Work task
Look through the records below for the line with "filename tests/reference_dataset.rs". Return that line and each one after it up to and including the line with "static REFERENCE: OnceLock<Option<Reference>>", exactly.

Saved data entries
+-------+
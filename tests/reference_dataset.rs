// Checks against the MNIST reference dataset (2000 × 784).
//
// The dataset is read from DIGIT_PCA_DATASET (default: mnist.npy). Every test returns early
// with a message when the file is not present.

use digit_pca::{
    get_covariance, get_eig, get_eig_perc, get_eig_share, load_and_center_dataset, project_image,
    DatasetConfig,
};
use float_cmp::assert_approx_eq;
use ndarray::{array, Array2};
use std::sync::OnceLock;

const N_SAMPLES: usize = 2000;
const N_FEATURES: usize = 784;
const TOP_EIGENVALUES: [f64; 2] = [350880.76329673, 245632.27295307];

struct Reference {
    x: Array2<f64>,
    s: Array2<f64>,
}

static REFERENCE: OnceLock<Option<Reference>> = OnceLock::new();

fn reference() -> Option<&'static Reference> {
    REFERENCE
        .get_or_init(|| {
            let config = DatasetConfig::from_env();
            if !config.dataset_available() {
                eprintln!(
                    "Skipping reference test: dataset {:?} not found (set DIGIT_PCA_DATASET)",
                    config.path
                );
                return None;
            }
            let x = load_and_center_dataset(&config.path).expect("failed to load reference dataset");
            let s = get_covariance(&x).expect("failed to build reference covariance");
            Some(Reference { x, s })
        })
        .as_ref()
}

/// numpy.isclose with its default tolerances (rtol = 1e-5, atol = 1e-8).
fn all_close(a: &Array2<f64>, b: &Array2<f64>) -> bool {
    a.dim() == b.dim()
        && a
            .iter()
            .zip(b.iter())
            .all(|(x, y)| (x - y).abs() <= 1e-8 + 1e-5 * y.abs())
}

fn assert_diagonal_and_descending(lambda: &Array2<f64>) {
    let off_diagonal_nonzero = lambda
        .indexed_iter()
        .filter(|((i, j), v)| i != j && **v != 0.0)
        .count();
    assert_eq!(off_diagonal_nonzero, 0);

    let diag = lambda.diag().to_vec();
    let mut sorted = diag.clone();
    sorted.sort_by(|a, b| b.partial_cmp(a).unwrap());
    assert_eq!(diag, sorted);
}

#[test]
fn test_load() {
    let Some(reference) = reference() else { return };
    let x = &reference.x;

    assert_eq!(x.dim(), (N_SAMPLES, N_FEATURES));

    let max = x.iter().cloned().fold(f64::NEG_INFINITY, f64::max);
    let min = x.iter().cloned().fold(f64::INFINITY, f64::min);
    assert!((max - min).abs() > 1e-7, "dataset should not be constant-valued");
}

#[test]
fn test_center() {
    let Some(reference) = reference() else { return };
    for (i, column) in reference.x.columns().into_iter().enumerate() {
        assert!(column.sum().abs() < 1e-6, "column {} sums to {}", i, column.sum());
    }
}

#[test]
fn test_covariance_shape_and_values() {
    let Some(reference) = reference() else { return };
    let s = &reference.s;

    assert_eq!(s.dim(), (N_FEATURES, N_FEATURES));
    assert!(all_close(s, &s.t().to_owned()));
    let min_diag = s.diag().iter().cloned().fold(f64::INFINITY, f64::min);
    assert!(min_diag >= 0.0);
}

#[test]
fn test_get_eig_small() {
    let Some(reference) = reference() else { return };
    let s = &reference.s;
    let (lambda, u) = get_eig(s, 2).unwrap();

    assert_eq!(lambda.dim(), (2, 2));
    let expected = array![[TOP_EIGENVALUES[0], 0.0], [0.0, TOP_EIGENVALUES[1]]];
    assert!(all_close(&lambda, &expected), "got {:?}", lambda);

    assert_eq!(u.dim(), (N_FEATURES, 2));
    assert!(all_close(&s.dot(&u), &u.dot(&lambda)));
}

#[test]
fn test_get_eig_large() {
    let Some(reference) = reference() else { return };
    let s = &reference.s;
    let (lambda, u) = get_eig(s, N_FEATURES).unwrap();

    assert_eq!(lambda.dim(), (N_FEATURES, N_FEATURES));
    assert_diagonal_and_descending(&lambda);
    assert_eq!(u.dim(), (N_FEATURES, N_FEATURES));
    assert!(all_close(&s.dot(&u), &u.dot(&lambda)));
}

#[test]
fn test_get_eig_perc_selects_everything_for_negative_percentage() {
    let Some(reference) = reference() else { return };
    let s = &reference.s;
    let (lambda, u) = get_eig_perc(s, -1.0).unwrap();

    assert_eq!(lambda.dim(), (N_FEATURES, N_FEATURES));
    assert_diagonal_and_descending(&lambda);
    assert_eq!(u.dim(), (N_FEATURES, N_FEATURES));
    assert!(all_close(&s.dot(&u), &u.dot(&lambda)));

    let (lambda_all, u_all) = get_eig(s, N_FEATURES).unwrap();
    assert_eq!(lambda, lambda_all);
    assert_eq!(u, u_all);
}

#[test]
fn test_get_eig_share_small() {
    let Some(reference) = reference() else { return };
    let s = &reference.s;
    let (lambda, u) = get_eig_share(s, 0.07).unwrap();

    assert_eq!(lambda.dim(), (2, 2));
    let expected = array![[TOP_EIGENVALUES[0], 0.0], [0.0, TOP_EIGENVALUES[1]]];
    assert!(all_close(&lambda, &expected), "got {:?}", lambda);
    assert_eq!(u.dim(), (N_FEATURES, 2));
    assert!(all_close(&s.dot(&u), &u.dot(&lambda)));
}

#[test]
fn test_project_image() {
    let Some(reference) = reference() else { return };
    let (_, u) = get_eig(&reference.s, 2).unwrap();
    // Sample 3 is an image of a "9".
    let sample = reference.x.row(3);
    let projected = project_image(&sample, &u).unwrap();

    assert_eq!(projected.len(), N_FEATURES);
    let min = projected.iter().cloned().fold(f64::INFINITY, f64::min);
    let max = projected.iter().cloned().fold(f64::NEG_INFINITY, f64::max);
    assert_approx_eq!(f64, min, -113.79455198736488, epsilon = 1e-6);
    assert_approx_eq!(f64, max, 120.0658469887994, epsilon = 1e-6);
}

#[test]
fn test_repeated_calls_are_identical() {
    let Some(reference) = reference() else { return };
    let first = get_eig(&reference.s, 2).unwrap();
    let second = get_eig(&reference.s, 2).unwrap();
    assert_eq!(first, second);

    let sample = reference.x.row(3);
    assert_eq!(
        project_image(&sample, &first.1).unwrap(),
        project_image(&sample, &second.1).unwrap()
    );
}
+-------+
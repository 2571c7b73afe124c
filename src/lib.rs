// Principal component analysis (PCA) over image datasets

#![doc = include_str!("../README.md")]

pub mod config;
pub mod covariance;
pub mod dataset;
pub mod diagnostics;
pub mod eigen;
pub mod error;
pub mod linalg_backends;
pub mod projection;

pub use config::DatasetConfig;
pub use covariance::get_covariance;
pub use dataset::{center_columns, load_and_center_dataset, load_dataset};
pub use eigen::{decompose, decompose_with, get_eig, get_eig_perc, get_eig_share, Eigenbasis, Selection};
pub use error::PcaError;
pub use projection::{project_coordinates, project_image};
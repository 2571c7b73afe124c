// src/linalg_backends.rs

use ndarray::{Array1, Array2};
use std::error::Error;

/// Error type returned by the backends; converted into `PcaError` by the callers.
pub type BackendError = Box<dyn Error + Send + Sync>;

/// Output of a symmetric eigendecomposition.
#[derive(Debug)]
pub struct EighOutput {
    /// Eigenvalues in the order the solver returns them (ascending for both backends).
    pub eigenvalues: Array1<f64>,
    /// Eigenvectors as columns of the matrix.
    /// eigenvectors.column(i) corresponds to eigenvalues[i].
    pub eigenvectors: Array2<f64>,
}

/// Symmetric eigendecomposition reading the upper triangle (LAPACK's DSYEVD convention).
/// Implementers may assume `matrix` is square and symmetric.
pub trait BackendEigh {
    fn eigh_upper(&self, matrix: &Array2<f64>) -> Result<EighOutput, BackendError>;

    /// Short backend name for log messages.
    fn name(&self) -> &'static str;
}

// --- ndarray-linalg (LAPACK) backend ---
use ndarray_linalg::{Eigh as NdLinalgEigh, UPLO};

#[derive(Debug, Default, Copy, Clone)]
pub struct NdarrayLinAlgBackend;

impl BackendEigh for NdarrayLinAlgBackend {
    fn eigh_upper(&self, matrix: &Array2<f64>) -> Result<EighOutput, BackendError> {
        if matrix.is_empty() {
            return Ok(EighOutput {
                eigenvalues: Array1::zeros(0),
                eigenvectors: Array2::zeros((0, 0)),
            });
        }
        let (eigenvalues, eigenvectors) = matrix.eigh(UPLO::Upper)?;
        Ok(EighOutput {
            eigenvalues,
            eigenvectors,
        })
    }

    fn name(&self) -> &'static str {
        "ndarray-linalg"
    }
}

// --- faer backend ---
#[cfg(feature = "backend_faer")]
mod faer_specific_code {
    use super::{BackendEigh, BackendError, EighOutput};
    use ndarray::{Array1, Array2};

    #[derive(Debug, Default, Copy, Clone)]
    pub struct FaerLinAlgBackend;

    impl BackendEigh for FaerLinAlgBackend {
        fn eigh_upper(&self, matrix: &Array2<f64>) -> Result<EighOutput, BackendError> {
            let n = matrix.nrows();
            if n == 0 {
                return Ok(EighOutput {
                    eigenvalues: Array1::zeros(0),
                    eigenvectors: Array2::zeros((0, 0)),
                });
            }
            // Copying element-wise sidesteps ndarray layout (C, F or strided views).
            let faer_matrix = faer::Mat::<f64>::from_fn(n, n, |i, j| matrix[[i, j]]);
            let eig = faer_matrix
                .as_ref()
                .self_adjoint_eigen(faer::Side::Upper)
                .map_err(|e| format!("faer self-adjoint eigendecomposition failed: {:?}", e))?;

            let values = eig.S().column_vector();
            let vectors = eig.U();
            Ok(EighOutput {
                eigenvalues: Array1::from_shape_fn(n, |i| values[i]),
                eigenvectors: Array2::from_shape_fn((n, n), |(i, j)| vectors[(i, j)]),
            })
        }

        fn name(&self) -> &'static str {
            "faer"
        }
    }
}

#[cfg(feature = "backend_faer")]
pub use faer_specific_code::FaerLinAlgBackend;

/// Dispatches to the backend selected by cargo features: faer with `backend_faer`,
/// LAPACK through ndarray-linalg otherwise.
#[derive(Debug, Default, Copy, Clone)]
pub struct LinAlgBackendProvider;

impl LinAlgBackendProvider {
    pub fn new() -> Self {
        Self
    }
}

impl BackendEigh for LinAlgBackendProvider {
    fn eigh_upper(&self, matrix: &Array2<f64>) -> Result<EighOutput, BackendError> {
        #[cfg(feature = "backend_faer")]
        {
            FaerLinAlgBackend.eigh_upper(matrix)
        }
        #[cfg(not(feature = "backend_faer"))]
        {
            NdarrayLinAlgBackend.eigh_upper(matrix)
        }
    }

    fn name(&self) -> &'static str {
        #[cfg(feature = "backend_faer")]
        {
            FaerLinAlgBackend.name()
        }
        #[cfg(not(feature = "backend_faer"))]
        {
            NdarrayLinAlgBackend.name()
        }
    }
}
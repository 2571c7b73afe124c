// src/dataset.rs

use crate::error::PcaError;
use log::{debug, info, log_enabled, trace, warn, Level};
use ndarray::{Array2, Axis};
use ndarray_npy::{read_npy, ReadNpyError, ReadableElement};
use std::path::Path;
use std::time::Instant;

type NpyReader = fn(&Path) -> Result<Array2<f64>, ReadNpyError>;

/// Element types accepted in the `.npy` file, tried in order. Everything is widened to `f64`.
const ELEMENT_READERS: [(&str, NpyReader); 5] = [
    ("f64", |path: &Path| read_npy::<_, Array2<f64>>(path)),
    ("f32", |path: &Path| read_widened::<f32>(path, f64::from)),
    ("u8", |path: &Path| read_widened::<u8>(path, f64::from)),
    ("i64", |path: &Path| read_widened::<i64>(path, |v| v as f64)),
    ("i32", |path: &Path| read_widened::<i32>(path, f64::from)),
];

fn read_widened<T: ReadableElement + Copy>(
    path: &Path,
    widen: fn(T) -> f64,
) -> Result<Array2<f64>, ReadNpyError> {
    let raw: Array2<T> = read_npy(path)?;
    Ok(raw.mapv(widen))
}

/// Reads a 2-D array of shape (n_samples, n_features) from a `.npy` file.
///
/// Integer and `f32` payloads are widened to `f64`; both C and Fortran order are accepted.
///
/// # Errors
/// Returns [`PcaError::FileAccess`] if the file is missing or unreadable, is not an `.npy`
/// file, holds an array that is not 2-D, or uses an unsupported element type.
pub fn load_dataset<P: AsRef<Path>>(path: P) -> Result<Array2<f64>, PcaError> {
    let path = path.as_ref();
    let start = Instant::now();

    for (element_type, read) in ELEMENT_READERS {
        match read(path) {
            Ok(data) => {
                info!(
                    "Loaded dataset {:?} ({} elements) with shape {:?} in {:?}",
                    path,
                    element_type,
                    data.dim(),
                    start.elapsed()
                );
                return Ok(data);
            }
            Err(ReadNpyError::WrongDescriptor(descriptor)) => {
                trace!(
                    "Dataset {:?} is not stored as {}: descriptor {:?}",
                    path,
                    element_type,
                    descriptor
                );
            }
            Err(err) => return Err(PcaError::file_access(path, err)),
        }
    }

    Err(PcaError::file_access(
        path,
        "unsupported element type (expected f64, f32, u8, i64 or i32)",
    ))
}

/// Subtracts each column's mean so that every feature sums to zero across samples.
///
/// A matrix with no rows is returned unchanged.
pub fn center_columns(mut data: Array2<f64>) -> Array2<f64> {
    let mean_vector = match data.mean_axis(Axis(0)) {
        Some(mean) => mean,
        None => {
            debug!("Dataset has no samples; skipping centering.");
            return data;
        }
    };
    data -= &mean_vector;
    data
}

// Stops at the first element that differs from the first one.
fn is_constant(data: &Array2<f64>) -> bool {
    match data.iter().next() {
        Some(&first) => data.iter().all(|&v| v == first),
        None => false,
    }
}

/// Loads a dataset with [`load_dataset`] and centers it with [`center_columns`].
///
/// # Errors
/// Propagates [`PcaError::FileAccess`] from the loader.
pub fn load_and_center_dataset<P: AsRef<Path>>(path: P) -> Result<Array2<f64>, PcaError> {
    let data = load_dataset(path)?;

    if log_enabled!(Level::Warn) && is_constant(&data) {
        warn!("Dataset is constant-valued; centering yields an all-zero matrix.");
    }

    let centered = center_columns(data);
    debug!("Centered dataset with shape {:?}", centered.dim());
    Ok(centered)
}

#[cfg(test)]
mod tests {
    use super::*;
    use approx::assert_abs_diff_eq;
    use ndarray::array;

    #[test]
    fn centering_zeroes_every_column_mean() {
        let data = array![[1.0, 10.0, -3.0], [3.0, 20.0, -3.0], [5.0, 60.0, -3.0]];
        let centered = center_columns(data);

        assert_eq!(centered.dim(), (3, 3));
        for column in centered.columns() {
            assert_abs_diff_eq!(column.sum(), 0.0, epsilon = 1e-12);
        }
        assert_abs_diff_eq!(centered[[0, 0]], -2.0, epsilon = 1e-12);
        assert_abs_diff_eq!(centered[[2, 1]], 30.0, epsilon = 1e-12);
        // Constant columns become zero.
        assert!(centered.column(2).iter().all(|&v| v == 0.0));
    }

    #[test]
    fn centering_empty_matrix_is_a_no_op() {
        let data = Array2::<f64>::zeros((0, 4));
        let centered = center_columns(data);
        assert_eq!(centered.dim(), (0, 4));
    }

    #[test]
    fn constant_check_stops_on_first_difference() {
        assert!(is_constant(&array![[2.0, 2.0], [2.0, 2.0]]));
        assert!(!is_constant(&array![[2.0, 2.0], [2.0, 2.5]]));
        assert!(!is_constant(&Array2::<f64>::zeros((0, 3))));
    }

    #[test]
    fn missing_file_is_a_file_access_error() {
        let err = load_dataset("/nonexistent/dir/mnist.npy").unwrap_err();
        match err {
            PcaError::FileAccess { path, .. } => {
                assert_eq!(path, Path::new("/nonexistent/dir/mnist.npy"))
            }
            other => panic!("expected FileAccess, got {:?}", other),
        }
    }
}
+-------+
Answer to the exercise
filename tests/reference_dataset.rs
// Checks against the MNIST reference dataset (2000 × 784).
//
// The dataset is read from DIGIT_PCA_DATASET (default: mnist.npy). Every test returns early
// with a message when the file is not present.

use digit_pca::{
    get_covariance, get_eig, get_eig_perc, get_eig_share, load_and_center_dataset, project_image,
    DatasetConfig,
};
use float_cmp::assert_approx_eq;
use ndarray::{array, Array2};
use std::sync::OnceLock;

const N_SAMPLES: usize = 2000;
const N_FEATURES: usize = 784;
const TOP_EIGENVALUES: [f64; 2] = [350880.76329673, 245632.27295307];

struct Reference {
    x: Array2<f64>,
    s: Array2<f64>,
}

static REFERENCE: OnceLock<Option<Reference>> = OnceLock::new();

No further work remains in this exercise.